## [Required action]
Restate every record exactly, with nothing skipped.

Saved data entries
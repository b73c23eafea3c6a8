//! Question answering for okbot's `/ask` command.
//!
//! Talks to an OpenAI-compatible chat-completions endpoint. Every question
//! is a fresh single-message conversation.

use okbot_core::Error;
use reqwest::Client;
use serde::{Deserialize, Serialize};
use tracing::{debug, info};

pub const DEFAULT_BASE_URL: &str = "https://api.openai.com/v1";
pub const DEFAULT_MODEL: &str = "gpt-4o";

#[derive(Debug, Serialize)]
struct ChatRequest<'a> {
    model: &'a str,
    messages: [ChatMessage<'a>; 1],
}

#[derive(Debug, Serialize)]
struct ChatMessage<'a> {
    role: &'static str,
    content: &'a str,
}

#[derive(Debug, Deserialize)]
struct ChatResponse {
    choices: Vec<Choice>,
}

#[derive(Debug, Deserialize)]
struct Choice {
    message: ReplyMessage,
}

#[derive(Debug, Deserialize)]
struct ReplyMessage {
    #[serde(default)]
    content: Option<String>,
}

/// Chat-completions client.
#[derive(Clone)]
pub struct AskClient {
    client: Client,
    api_key: String,
    base_url: String,
    model: String,
}

impl AskClient {
    pub fn new(api_key: impl Into<String>) -> Self {
        let client = Client::builder()
            .user_agent("okbot/0.1")
            .build()
            .unwrap_or_default();

        Self {
            client,
            api_key: api_key.into(),
            base_url: DEFAULT_BASE_URL.to_string(),
            model: DEFAULT_MODEL.to_string(),
        }
    }

    /// Point the client at another OpenAI-compatible server.
    #[must_use]
    pub fn with_base_url(mut self, base_url: impl Into<String>) -> Self {
        self.base_url = base_url.into().trim_end_matches('/').to_string();
        self
    }

    #[must_use]
    pub fn with_model(mut self, model: impl Into<String>) -> Self {
        self.model = model.into();
        self
    }

    pub fn model(&self) -> &str {
        &self.model
    }

    /// Ask a single question and return the model's answer.
    pub async fn ask(&self, question: &str) -> Result<String, Error> {
        let url = format!("{}/chat/completions", self.base_url);
        info!("Asking {} ({} chars)", self.model, question.len());
        debug!("Requesting: {url}");

        let response = self
            .client
            .post(&url)
            .bearer_auth(&self.api_key)
            .json(&request_body(&self.model, question))
            .send()
            .await
            .map_err(|e| Error::Network(e.to_string()))?;

        if !response.status().is_success() {
            let status = response.status();
            let body = response.text().await.unwrap_or_default();
            return Err(Error::Api(format!("Chat API returned {status}: {body}")));
        }

        let body = response
            .bytes()
            .await
            .map_err(|e| Error::Network(e.to_string()))?;
        let answer = parse_answer(&body)?;

        debug!("Answer is {} chars", answer.len());
        Ok(answer)
    }
}

fn request_body<'a>(model: &'a str, question: &'a str) -> ChatRequest<'a> {
    ChatRequest {
        model,
        messages: [ChatMessage {
            role: "user",
            content: question,
        }],
    }
}

fn parse_answer(body: &[u8]) -> Result<String, Error> {
    let response: ChatResponse =
        serde_json::from_slice(body).map_err(|e| Error::Parse(e.to_string()))?;

    response
        .choices
        .into_iter()
        .next()
        .map(|choice| choice.message.content.unwrap_or_default())
        .ok_or_else(|| Error::Parse("response has no choices".to_string()))
}

#[cfg(test)]
#[allow(clippy::unwrap_used)]
mod tests {
    use tokio::io::{AsyncReadExt, AsyncWriteExt};
    use tokio::net::TcpListener;

    use super::*;

    #[test]
    fn test_request_shape() {
        let body = serde_json::to_value(request_body("gpt-4o", "why is the sky blue?")).unwrap();
        assert_eq!(
            body,
            serde_json::json!({
                "model": "gpt-4o",
                "messages": [{ "role": "user", "content": "why is the sky blue?" }]
            })
        );
    }

    #[test]
    fn test_parse_answer() {
        let body = br#"{
            "id": "chatcmpl-1",
            "choices": [
                { "index": 0, "message": { "role": "assistant", "content": "Rayleigh scattering." } },
                { "index": 1, "message": { "role": "assistant", "content": "ignored" } }
            ]
        }"#;
        assert_eq!(parse_answer(body).unwrap(), "Rayleigh scattering.");
    }

    #[test]
    fn test_parse_rejects_bad_bodies() {
        assert!(matches!(
            parse_answer(br#"{"choices": []}"#),
            Err(Error::Parse(_))
        ));
        assert!(matches!(parse_answer(b"<html>"), Err(Error::Parse(_))));
    }

    /// A client that talks to the local test server directly.
    fn local_client(api_key: &str, base: String) -> AskClient {
        AskClient {
            client: Client::builder().no_proxy().build().unwrap(),
            ..AskClient::new(api_key)
        }
        .with_base_url(base)
    }

    /// Serve one canned HTTP response and hand back the raw request.
    async fn serve_once(
        status: &'static str,
        body: &'static str,
    ) -> (String, tokio::task::JoinHandle<String>) {
        let listener = TcpListener::bind("127.0.0.1:0").await.unwrap();
        let base = format!("http://{}", listener.local_addr().unwrap());

        let handle = tokio::spawn(async move {
            let (mut socket, _) = listener.accept().await.unwrap();
            let mut request = Vec::new();
            let mut buf = [0u8; 4096];
            loop {
                let n = socket.read(&mut buf).await.unwrap();
                request.extend_from_slice(&buf[..n]);
                let text = String::from_utf8_lossy(&request).to_string();
                if let Some(split) = text.find("\r\n\r\n") {
                    let length = text[..split]
                        .lines()
                        .find_map(|l| {
                            l.to_ascii_lowercase()
                                .strip_prefix("content-length:")
                                .map(|v| v.trim().parse::<usize>().unwrap())
                        })
                        .unwrap_or(0);
                    if request.len() >= split + 4 + length {
                        break;
                    }
                }
                if n == 0 {
                    break;
                }
            }

            let response = format!(
                "HTTP/1.1 {status}\r\ncontent-type: application/json\r\ncontent-length: {}\r\nconnection: close\r\n\r\n{body}",
                body.len()
            );
            socket.write_all(response.as_bytes()).await.unwrap();
            let _ = socket.shutdown().await;
            String::from_utf8_lossy(&request).to_string()
        });

        (base, handle)
    }

    #[tokio::test]
    async fn test_ask_round_trip() {
        let (base, server) = serve_once(
            "200 OK",
            r#"{"choices":[{"message":{"role":"assistant","content":"42"}}]}"#,
        )
        .await;

        let client = local_client("sk-test", format!("{base}/"));
        assert_eq!(client.ask("meaning of life?").await.unwrap(), "42");

        let request = server.await.unwrap();
        assert!(request.starts_with("POST /chat/completions"));
        assert!(request.to_ascii_lowercase().contains("authorization: bearer sk-test"));
        assert!(request.contains(r#""content":"meaning of life?""#));
    }

    #[tokio::test]
    async fn test_ask_maps_http_errors() {
        let (base, _server) = serve_once("401 Unauthorized", r#"{"error":"bad key"}"#).await;

        let err = local_client("sk-wrong", base)
            .ask("hello")
            .await
            .unwrap_err();
        assert!(matches!(err, Error::Api(ref msg) if msg.contains("401")));
    }

    #[tokio::test]
    async fn test_ask_unreachable_server() {
        let listener = TcpListener::bind("127.0.0.1:0").await.unwrap();
        let base = format!("http://{}", listener.local_addr().unwrap());
        drop(listener);

        let err = local_client("sk-test", base)
            .ask("hello")
            .await
            .unwrap_err();
        assert!(matches!(err, Error::Network(_)));
    }

    #[test]
    fn test_builder_defaults() {
        let client = AskClient::new("k");
        assert_eq!(client.model(), DEFAULT_MODEL);
        assert_eq!(client.with_model("gpt-4o-mini").model(), "gpt-4o-mini");
    }
}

## [Answer to this task]
repository b73c23eafea3c6a8
//! Question answering for okbot's `/ask` command.
//!
//! Talks to an OpenAI-compatible chat-completions endpoint. Every question
//! is a fresh single-message conversation.

use okbot_core::Error;
use reqwest::Client;
use serde::{Deserialize, Serialize};
use tracing::{debug, info};

pub const DEFAULT_BASE_URL: &str = "https://api.openai.com/v1";
pub const DEFAULT_MODEL: &str = "gpt-4o";

#[derive(Debug, Serialize)]
struct ChatRequest<'a> {
    model: &'a str,
    messages: [ChatMessage<'a>; 1],
}

#[derive(Debug, Serialize)]
struct ChatMessage<'a> {
    role: &'static str,
    content: &'a str,
}

#[derive(Debug, Deserialize)]
struct ChatResponse {
    choices: Vec<Choice>,
}

#[derive(Debug, Deserialize)]
struct Choice {
    message: ReplyMessage,
}

#[derive(Debug, Deserialize)]
struct ReplyMessage {
    #[serde(default)]
    content: Option<String>,
}

/// Chat-completions client.
#[derive(Clone)]
pub struct AskClient {
    client: Client,
    api_key: String,
    base_url: String,
    model: String,
}

impl AskClient {
    pub fn new(api_key: impl Into<String>) -> Self {
        let client = Client::builder()
            .user_agent("okbot/0.1")
            .build()
            .unwrap_or_default();

        Self {
            client,
            api_key: api_key.into(),
            base_url: DEFAULT_BASE_URL.to_string(),
            model: DEFAULT_MODEL.to_string(),
        }
    }

    /// Point the client at another OpenAI-compatible server.
    #[must_use]
    pub fn with_base_url(mut self, base_url: impl Into<String>) -> Self {
        self.base_url = base_url.into().trim_end_matches('/').to_string();
        self
    }

    #[must_use]
    pub fn with_model(mut self, model: impl Into<String>) -> Self {
        self.model = model.into();
        self
    }

    pub fn model(&self) -> &str {
        &self.model
    }

    /// Ask a single question and return the model's answer.
    pub async fn ask(&self, question: &str) -> Result<String, Error> {
        let url = format!("{}/chat/completions", self.base_url);
        info!("Asking {} ({} chars)", self.model, question.len());
        debug!("Requesting: {url}");

        let response = self
            .client
            .post(&url)
            .bearer_auth(&self.api_key)
            .json(&request_body(&self.model, question))
            .send()
            .await
            .map_err(|e| Error::Network(e.to_string()))?;

        if !response.status().is_success() {
            let status = response.status();
            let body = response.text().await.unwrap_or_default();
            return Err(Error::Api(format!("Chat API returned {status}: {body}")));
        }

        let body = response
            .bytes()
            .await
            .map_err(|e| Error::Network(e.to_string()))?;
        let answer = parse_answer(&body)?;

        debug!("Answer is {} chars", answer.len());
        Ok(answer)
    }
}

fn request_body<'a>(model: &'a str, question: &'a str) -> ChatRequest<'a> {
    ChatRequest {
        model,
        messages: [ChatMessage {
            role: "user",
            content: question,
        }],
    }
}

fn parse_answer(body: &[u8]) -> Result<String, Error> {
    let response: ChatResponse =
        serde_json::from_slice(body).map_err(|e| Error::Parse(e.to_string()))?;

    response
        .choices
        .into_iter()
        .next()
        .map(|choice| choice.message.content.unwrap_or_default())
        .ok_or_else(|| Error::Parse("response has no choices".to_string()))
}

#[cfg(test)]
#[allow(clippy::unwrap_used)]
mod tests {
    use tokio::io::{AsyncReadExt, AsyncWriteExt};
    use tokio::net::TcpListener;

    use super::*;

    #[test]
    fn test_request_shape() {
        let body = serde_json::to_value(request_body("gpt-4o", "why is the sky blue?")).unwrap();
        assert_eq!(
            body,
            serde_json::json!({
                "model": "gpt-4o",
                "messages": [{ "role": "user", "content": "why is the sky blue?" }]
            })
        );
    }

    #[test]
    fn test_parse_answer() {
        let body = br#"{
            "id": "chatcmpl-1",
            "choices": [
                { "index": 0, "message": { "role": "assistant", "content": "Rayleigh scattering." } },
                { "index": 1, "message": { "role": "assistant", "content": "ignored" } }
            ]
        }"#;
        assert_eq!(parse_answer(body).unwrap(), "Rayleigh scattering.");
    }

    #[test]
    fn test_parse_rejects_bad_bodies() {
        assert!(matches!(
            parse_answer(br#"{"choices": []}"#),
            Err(Error::Parse(_))
        ));
        assert!(matches!(parse_answer(b"<html>"), Err(Error::Parse(_))));
    }

    /// A client that talks to the local test server directly.
    fn local_client(api_key: &str, base: String) -> AskClient {
        AskClient {
            client: Client::builder().no_proxy().build().unwrap(),
            ..AskClient::new(api_key)
        }
        .with_base_url(base)
    }

    /// Serve one canned HTTP response and hand back the raw request.
    async fn serve_once(
        status: &'static str,
        body: &'static str,
    ) -> (String, tokio::task::JoinHandle<String>) {
        let listener = TcpListener::bind("127.0.0.1:0").await.unwrap();
        let base = format!("http://{}", listener.local_addr().unwrap());

        let handle = tokio::spawn(async move {
            let (mut socket, _) = listener.accept().await.unwrap();
            let mut request = Vec::new();
            let mut buf = [0u8; 4096];
            loop {
                let n = socket.read(&mut buf).await.unwrap();
                request.extend_from_slice(&buf[..n]);
                let text = String::from_utf8_lossy(&request).to_string();
                if let Some(split) = text.find("\r\n\r\n") {
                    let length = text[..split]
                        .lines()
                        .find_map(|l| {
                            l.to_ascii_lowercase()
                                .strip_prefix("content-length:")
                                .map(|v| v.trim().parse::<usize>().unwrap())
                        })
                        .unwrap_or(0);
                    if request.len() >= split + 4 + length {
                        break;
                    }
                }
                if n == 0 {
                    break;
                }
            }

            let response = format!(
                "HTTP/1.1 {status}\r\ncontent-type: application/json\r\ncontent-length: {}\r\nconnection: close\r\n\r\n{body}",
                body.len()
            );
            socket.write_all(response.as_bytes()).await.unwrap();
            let _ = socket.shutdown().await;
            String::from_utf8_lossy(&request).to_string()
        });

        (base, handle)
    }

    #[tokio::test]
    async fn test_ask_round_trip() {
        let (base, server) = serve_once(
            "200 OK",
            r#"{"choices":[{"message":{"role":"assistant","content":"42"}}]}"#,
        )
        .await;

        let client = local_client("sk-test", format!("{base}/"));
        assert_eq!(client.ask("meaning of life?").await.unwrap(), "42");

        let request = server.await.unwrap();
        assert!(request.starts_with("POST /chat/completions"));
        assert!(request.to_ascii_lowercase().contains("authorization: bearer sk-test"));
        assert!(request.contains(r#""content":"meaning of life?""#));
    }

    #[tokio::test]
    async fn test_ask_maps_http_errors() {
        let (base, _server) = serve_once("401 Unauthorized", r#"{"error":"bad key"}"#).await;

        let err = local_client("sk-wrong", base)
            .ask("hello")
            .await
            .unwrap_err();
        assert!(matches!(err, Error::Api(ref msg) if msg.contains("401")));
    }

    #[tokio::test]
    async fn test_ask_unreachable_server() {
        let listener = TcpListener::bind("127.0.0.1:0").await.unwrap();
        let base = format!("http://{}", listener.local_addr().unwrap());
        drop(listener);

        let err = local_client("sk-test", base)
            .ask("hello")
            .await
            .unwrap_err();
        assert!(matches!(err, Error::Network(_)));
    }

    #[test]
    fn test_builder_defaults() {
        let client = AskClient::new("k");
        assert_eq!(client.model(), DEFAULT_MODEL);
        assert_eq!(client.with_model("gpt-4o-mini").model(), "gpt-4o-mini");
    }
}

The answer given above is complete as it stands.